What you are asked to do | Only an exact repetition of the entries will do.

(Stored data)
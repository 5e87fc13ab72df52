use crate::{
    JobStatus, PollEffect, PollMsg, PollPhase, PollState, SessionEffect, SessionMsg,
    SessionPhase, SessionState, UserProfile, JOB_FAILED_MESSAGE,
};

/// Pure session update: applies a message to state and returns any effects.
pub fn update_session(
    mut state: SessionState,
    msg: SessionMsg,
) -> (SessionState, Vec<SessionEffect>) {
    let effects = match msg {
        SessionMsg::Mounted => {
            if *state.phase() == SessionPhase::Uninitialized {
                state.set_phase(SessionPhase::Resolving);
                vec![SessionEffect::ResolveUser]
            } else {
                Vec::new()
            }
        }
        SessionMsg::UserResolved(user) => {
            // A login or logout may have settled the session while resolution was in flight.
            if *state.phase() != SessionPhase::Resolving {
                return (state, Vec::new());
            }
            authenticate_or_clear(&mut state, user)
        }
        SessionMsg::SignedIn { user, epoch } => {
            // A logout since the sign-in started wins.
            if epoch != state.epoch() {
                return (state, Vec::new());
            }
            authenticate_or_clear(&mut state, user)
        }
        SessionMsg::ProfileConfirmed { profile, epoch } => {
            let replaces_current = epoch == state.epoch()
                && matches!(
                    state.phase(),
                    SessionPhase::Authenticated(current)
                        if current.same_identity(&profile) && *current != profile
                );
            if replaces_current {
                state.set_phase(SessionPhase::Authenticated(profile));
            }
            Vec::new()
        }
        SessionMsg::LogoutRequested => {
            state.end_epoch();
            state.set_phase(SessionPhase::Anonymous);
            vec![SessionEffect::ClearLocalState]
        }
    };

    (state, effects)
}

fn authenticate_or_clear(
    state: &mut SessionState,
    user: Option<UserProfile>,
) -> Vec<SessionEffect> {
    match user {
        Some(user) => {
            let mut effects = vec![SessionEffect::StartPrefetch];
            if user.provisional {
                effects.push(SessionEffect::ConfirmProfile {
                    provisional: user.clone(),
                    epoch: state.epoch(),
                });
            }
            state.set_phase(SessionPhase::Authenticated(user));
            effects
        }
        None => {
            state.set_phase(SessionPhase::Anonymous);
            Vec::new()
        }
    }
}

/// Pure poll update: advances the status-watch machine for one job.
pub fn update_poll(mut state: PollState, msg: PollMsg) -> (PollState, Vec<PollEffect>) {
    if state.is_cancelled() {
        return (state, Vec::new());
    }

    let effects = match msg {
        PollMsg::Started => {
            if state.phase() != PollPhase::Submitted {
                return (state, Vec::new());
            }
            state.set_phase(PollPhase::Polling);
            state.record_check_issued();
            vec![PollEffect::CheckStatus]
        }
        PollMsg::TimerElapsed => {
            if state.phase() != PollPhase::Polling {
                return (state, Vec::new());
            }
            state.record_check_issued();
            vec![PollEffect::CheckStatus]
        }
        PollMsg::StatusReceived(status) => {
            if state.phase() != PollPhase::Polling {
                return (state, Vec::new());
            }
            state.record_status(status);
            match status {
                JobStatus::Pending | JobStatus::InProgress => vec![PollEffect::ScheduleCheck],
                JobStatus::Completed => {
                    state.set_phase(PollPhase::Completed);
                    vec![PollEffect::FetchReport]
                }
                JobStatus::Failed => {
                    state.set_phase(PollPhase::Failed);
                    vec![PollEffect::ReportFailure(JOB_FAILED_MESSAGE.to_string())]
                }
            }
        }
        PollMsg::StatusCheckFailed(message) => {
            if state.phase() != PollPhase::Polling {
                return (state, Vec::new());
            }
            state.record_error(message.clone());
            vec![
                PollEffect::ReportTransientError(message),
                PollEffect::ScheduleCheck,
            ]
        }
        PollMsg::Cancelled => {
            state.cancel();
            Vec::new()
        }
    };

    (state, effects)
}
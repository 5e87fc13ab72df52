//! Session and result synchronization for the research report service.
//!
//! Persistent state lives behind a [`KeyValueStore`]. The [`SessionContext`]
//! drives sign-in and sign-out, the [`PrefetchCoordinator`] warms the
//! [`ResultCache`], and the [`StatusPoller`] watches submitted jobs.
mod backend;
mod client;
mod clock;
mod config;
mod endpoints;
mod error;
mod gateway;
mod identity;
mod poller;
mod prefetch;
mod research;
mod result_cache;
mod session;
mod store;
mod token_store;

pub use backend::{
    Backend, BackendSettings, BearerSource, HttpBackend, PdfDocument, RegisterRequest, TokenGrant,
};
pub use client::ResearchClient;
pub use clock::{system_clock, Clock};
pub use config::{ClientConfig, ConfigError};
pub use endpoints::{endpoint_url, EndpointSet};
pub use error::{ClientError, EndpointFailure, ErrorKind, FieldError};
pub use gateway::{IdentityGateway, SessionBearer};
pub use identity::{
    DisabledProvider, HostedIdentityProvider, IdentityProvider, IdentitySettings, ProviderSession,
};
pub use poller::{PollEvent, PollOutcome, PollSettings, PollSink, StatusPoller};
pub use prefetch::{PrefetchCoordinator, PrefetchSummary};
pub use research::ResearchService;
pub use result_cache::ResultCache;
pub use session::SessionContext;
pub use store::{
    ensure_store_dir, AtomicFileWriter, FileStore, KeyValueStore, MemoryStore, StoreError,
};
pub use token_store::TokenStore;

pub use research_core;
pub use tokio_util::sync::CancellationToken;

Task result |
repository 5e87fc13ab72df52
use crate::{
    JobStatus, PollEffect, PollMsg, PollPhase, PollState, SessionEffect, SessionMsg,
    SessionPhase, SessionState, UserProfile, JOB_FAILED_MESSAGE,
};

/// Pure session update: applies a message to state and returns any effects.
pub fn update_session(
    mut state: SessionState,
    msg: SessionMsg,
) -> (SessionState, Vec<SessionEffect>) {
    let effects = match msg {
        SessionMsg::Mounted => {
            if *state.phase() == SessionPhase::Uninitialized {
                state.set_phase(SessionPhase::Resolving);
                vec![SessionEffect::ResolveUser]
            } else {
                Vec::new()
            }
        }
        SessionMsg::UserResolved(user) => {
            // A login or logout may have settled the session while resolution was in flight.
            if *state.phase() != SessionPhase::Resolving {
                return (state, Vec::new());
            }
            authenticate_or_clear(&mut state, user)
        }
        SessionMsg::SignedIn { user, epoch } => {
            // A logout since the sign-in started wins.
            if epoch != state.epoch() {
                return (state, Vec::new());
            }
            authenticate_or_clear(&mut state, user)
        }
        SessionMsg::ProfileConfirmed { profile, epoch } => {
            let replaces_current = epoch == state.epoch()
                && matches!(
                    state.phase(),
                    SessionPhase::Authenticated(current)
                        if current.same_identity(&profile) && *current != profile
                );
            if replaces_current {
                state.set_phase(SessionPhase::Authenticated(profile));
            }
            Vec::new()
        }
        SessionMsg::LogoutRequested => {
            state.end_epoch();
            state.set_phase(SessionPhase::Anonymous);
            vec![SessionEffect::ClearLocalState]
        }
    };

    (state, effects)
}

fn authenticate_or_clear(
    state: &mut SessionState,
    user: Option<UserProfile>,
) -> Vec<SessionEffect> {
    match user {
        Some(user) => {
            let mut effects = vec![SessionEffect::StartPrefetch];
            if user.provisional {
                effects.push(SessionEffect::ConfirmProfile {
                    provisional: user.clone(),
                    epoch: state.epoch(),
                });
            }
            state.set_phase(SessionPhase::Authenticated(user));
            effects
        }
        None => {
            state.set_phase(SessionPhase::Anonymous);
            Vec::new()
        }
    }
}

/// Pure poll update: advances the status-watch machine for one job.
pub fn update_poll(mut state: PollState, msg: PollMsg) -> (PollState, Vec<PollEffect>) {
    if state.is_cancelled() {
        return (state, Vec::new());
    }

    let effects = match msg {
        PollMsg::Started => {
            if state.phase() != PollPhase::Submitted {
                return (state, Vec::new());
            }
            state.set_phase(PollPhase::Polling);
            state.record_check_issued();
            vec![PollEffect::CheckStatus]
        }
        PollMsg::TimerElapsed => {
            if state.phase() != PollPhase::Polling {
                return (state, Vec::new());
            }
            state.record_check_issued();
            vec![PollEffect::CheckStatus]
        }
        PollMsg::StatusReceived(status) => {
            if state.phase() != PollPhase::Polling {
                return (state, Vec::new());
            }
            state.record_status(status);
            match status {
                JobStatus::Pending | JobStatus::InProgress => vec![PollEffect::ScheduleCheck],
                JobStatus::Completed => {
                    state.set_phase(PollPhase::Completed);
                    vec![PollEffect::FetchReport]
                }
                JobStatus::Failed => {
                    state.set_phase(PollPhase::Failed);
                    vec![PollEffect::ReportFailure(JOB_FAILED_MESSAGE.to_string())]
                }
            }
        }
        PollMsg::StatusCheckFailed(message) => {
            if state.phase() != PollPhase::Polling {
                return (state, Vec::new());
            }
            state.record_error(message.clone());
            vec![
                PollEffect::ReportTransientError(message),
                PollEffect::ScheduleCheck,
            ]
        }
        PollMsg::Cancelled => {
            state.cancel();
            Vec::new()
        }
    };

    (state, effects)
}
repository 5e87fc13ab72df52
//! Session and result synchronization for the research report service.
//!
//! Persistent state lives behind a [`KeyValueStore`]. The [`SessionContext`]
//! drives sign-in and sign-out, the [`PrefetchCoordinator`] warms the
//! [`ResultCache`], and the [`StatusPoller`] watches submitted jobs.
mod backend;
mod client;
mod clock;
mod config;
mod endpoints;
mod error;
mod gateway;
mod identity;
mod poller;
mod prefetch;
mod research;
mod result_cache;
mod session;
mod store;
mod token_store;

pub use backend::{
    Backend, BackendSettings, BearerSource, HttpBackend, PdfDocument, RegisterRequest, TokenGrant,
};
pub use client::ResearchClient;
pub use clock::{system_clock, Clock};
pub use config::{ClientConfig, ConfigError};
pub use endpoints::{endpoint_url, EndpointSet};
pub use error::{ClientError, EndpointFailure, ErrorKind, FieldError};
pub use gateway::{IdentityGateway, SessionBearer};
pub use identity::{
    DisabledProvider, HostedIdentityProvider, IdentityProvider, IdentitySettings, ProviderSession,
};
pub use poller::{PollEvent, PollOutcome, PollSettings, PollSink, StatusPoller};
pub use prefetch::{PrefetchCoordinator, PrefetchSummary};
pub use research::ResearchService;
pub use result_cache::ResultCache;
pub use session::SessionContext;
pub use store::{
    ensure_store_dir, AtomicFileWriter, FileStore, KeyValueStore, MemoryStore, StoreError,
};
pub use token_store::TokenStore;

pub use research_core;
pub use tokio_util::sync::CancellationToken;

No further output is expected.